Most often, we see this issue raised when insurance companies attempt to argue a multi-vehicle accident is part of one large crash, whereas plaintiffs argue they were the result of several smaller crashes.

Florida courts have historically applied the “cause theory” in order to determine the number of occurrences in a case. This approach involves determining whether there was one proximate, uninterrupted and continuing cause that resulted in all injuries and damages. The focus is on whatever immediate act causes the damage.

The controlling case generally cited is the 2003 Florida Supreme Court decision of Koikos v. Travelers Ins. Co., where a single gunman shot multiple people and the court found each shooting was a separate incident, for insurance purposes.

In the more recent case of Maddox v. Florida Farm Bureau, Florida’s Fifth District Court of Appeals held that dog bites sustained by both mother and son by the same dog constituted two separate occurrences under the homeowner’s insurance policy.

But injured parties should never assume this is a given. More recently, the federal appellate case of Fellowship of Christian Athletes v. Ironshore Specialty Ins. shows how challenging this argument can be. This case, before the U.S. Court of Appeals for the Eighth Circuit, stemmed from the death of two boys who drowned a pool party sponsored by the FCA.

According to the court records, the boys attended a youth sports camp that was organized and operated by the FCA. Neither child was able to swim, as the permission forms signed by their parents indicated.

One night, the organization held a party. After the party, the staffers realized the two boys were missing. They were found in the pool, their bodies side-by-side at the bottom of the deep end of the pool, near the primary drain. An autopsy report listed the boys’ deaths accidental drowning, listing the time-of-death as two minutes apart.

The families filed a complaint in state court, asserting the organization was negligent by allowing the two to enter the pool area after their parents had signed forms indicating they couldn’t swim; by failing to properly supervise them; by not properly training or supervising its counselors; by taking the boys from camp to the pool when they couldn’t swim; and by failing to use reasonable care.

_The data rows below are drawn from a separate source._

//! One-shot withdrawal tool.
//!
//! Runs a single dashboard action against the merchant API and exits:
//! - `login`: Store the merchant auth token
//! - `list`: Fetch the latest withdrawals and print one page
//! - `qr`: Fetch the latest withdrawals and print the PromptPay QR for one of them
//! - `done`: Mark a withdrawal as scanned
//! - `status`: Print a withdrawal's scan status

use clap::{Parser, Subcommand};
use client::MerchantClient;
use monitor::{
    config::Config,
    render::{render_page, render_qr},
};
use std::path::PathBuf;
use store::{FileStore, KeyValueStore};
use tracing::info;
use withdrawal::{PageSize, WithdrawalReconciler};

#[derive(Parser)]
#[command(name = "scan")]
#[command(about = "Run individual withdrawal dashboard actions")]
struct Cli {
    /// Path to the configuration file
    #[arg(short, long, default_value = "config.toml")]
    config: PathBuf,

    /// Emit logs as JSON
    #[arg(long)]
    log_json: bool,

    #[command(subcommand)]
    command: Command,
}

#[derive(Subcommand)]
enum Command {
    /// Store the merchant auth token
    Login {
        #[arg(long, env = "MERCHANT_TOKEN")]
        token: String,
    },

    /// Fetch the latest withdrawals and print one page
    List {
        /// Page to print
        #[arg(long, default_value_t = 1)]
        page: usize,

        /// Rows per page (20, 30, 50 or 100)
        #[arg(long)]
        page_size: Option<usize>,
    },

    /// Print the PromptPay QR for a withdrawal
    Qr { key: String },

    /// Mark a withdrawal as scanned
    Done { key: String },

    /// Print a withdrawal's scan status
    Status { key: String },
}

#[tokio::main]
async fn main() -> eyre::Result<()> {
    let cli = Cli::parse();
    monitor::init_tracing(cli.log_json);

    let config = Config::load_or_default(&cli.config)?;
    let merchant = &config.merchant;
    let mut store = FileStore::new(&config.store_path);

    let command = match cli.command {
        Command::Login { token } => {
            store.set(&merchant.token_key, token.trim())?;
            info!(store = %store.path().display(), "Stored merchant token");
            return Ok(());
        }
        command => command,
    };

    let client = MerchantClient::new(merchant)?;
    let mut reconciler = WithdrawalReconciler::new(client, store, merchant);

    match command {
        Command::Login { .. } => {}
        Command::List { page, page_size } => {
            reconciler.fetch_latest(true).await?;

            if let Some(size) = page_size {
                reconciler.set_page_size(PageSize::try_from(size)?);
            }
            if page != 1 && !reconciler.go_to_page(page) {
                eyre::bail!("page {page} is out of range (1..={})", reconciler.total_pages());
            }

            print!("{}", render_page(&reconciler, None));
        }
        Command::Qr { key } => {
            reconciler.fetch_latest(true).await?;

            let payload = reconciler.show_qr(&key).await?;
            print!("{}", render_qr(&payload, &merchant.qr_provider));
        }
        Command::Done { key } => {
            reconciler.record_scan_done(&key);
            println!("{key}: {}", reconciler.scan_status(&key));
        }
        Command::Status { key } => {
            let status = reconciler
                .scan_book()
                .get(&key)
                .map_or_else(|| "unknown".to_string(), |s| s.to_string());
            println!("{key}: {status}");
        }
    }

    Ok(())
}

The organization was insured under three policies. One of those provided $1 million coverage, with up to $5 million in aggregate payouts. Two other umbrella policies were in place. One of those offered up to $5 million in excess coverage, and the other offered up to $10 million.

The organization filed suit against its insurer, with the goal of seeking a determination of whether these deaths were the result of one or two occurrences.

The insurer with the $1 million payout limit argued there was only one occurrence, while the insurer that carried a $10 million policy argued there was more than one occurrence, which would bump up the first company’s liability to $2 million.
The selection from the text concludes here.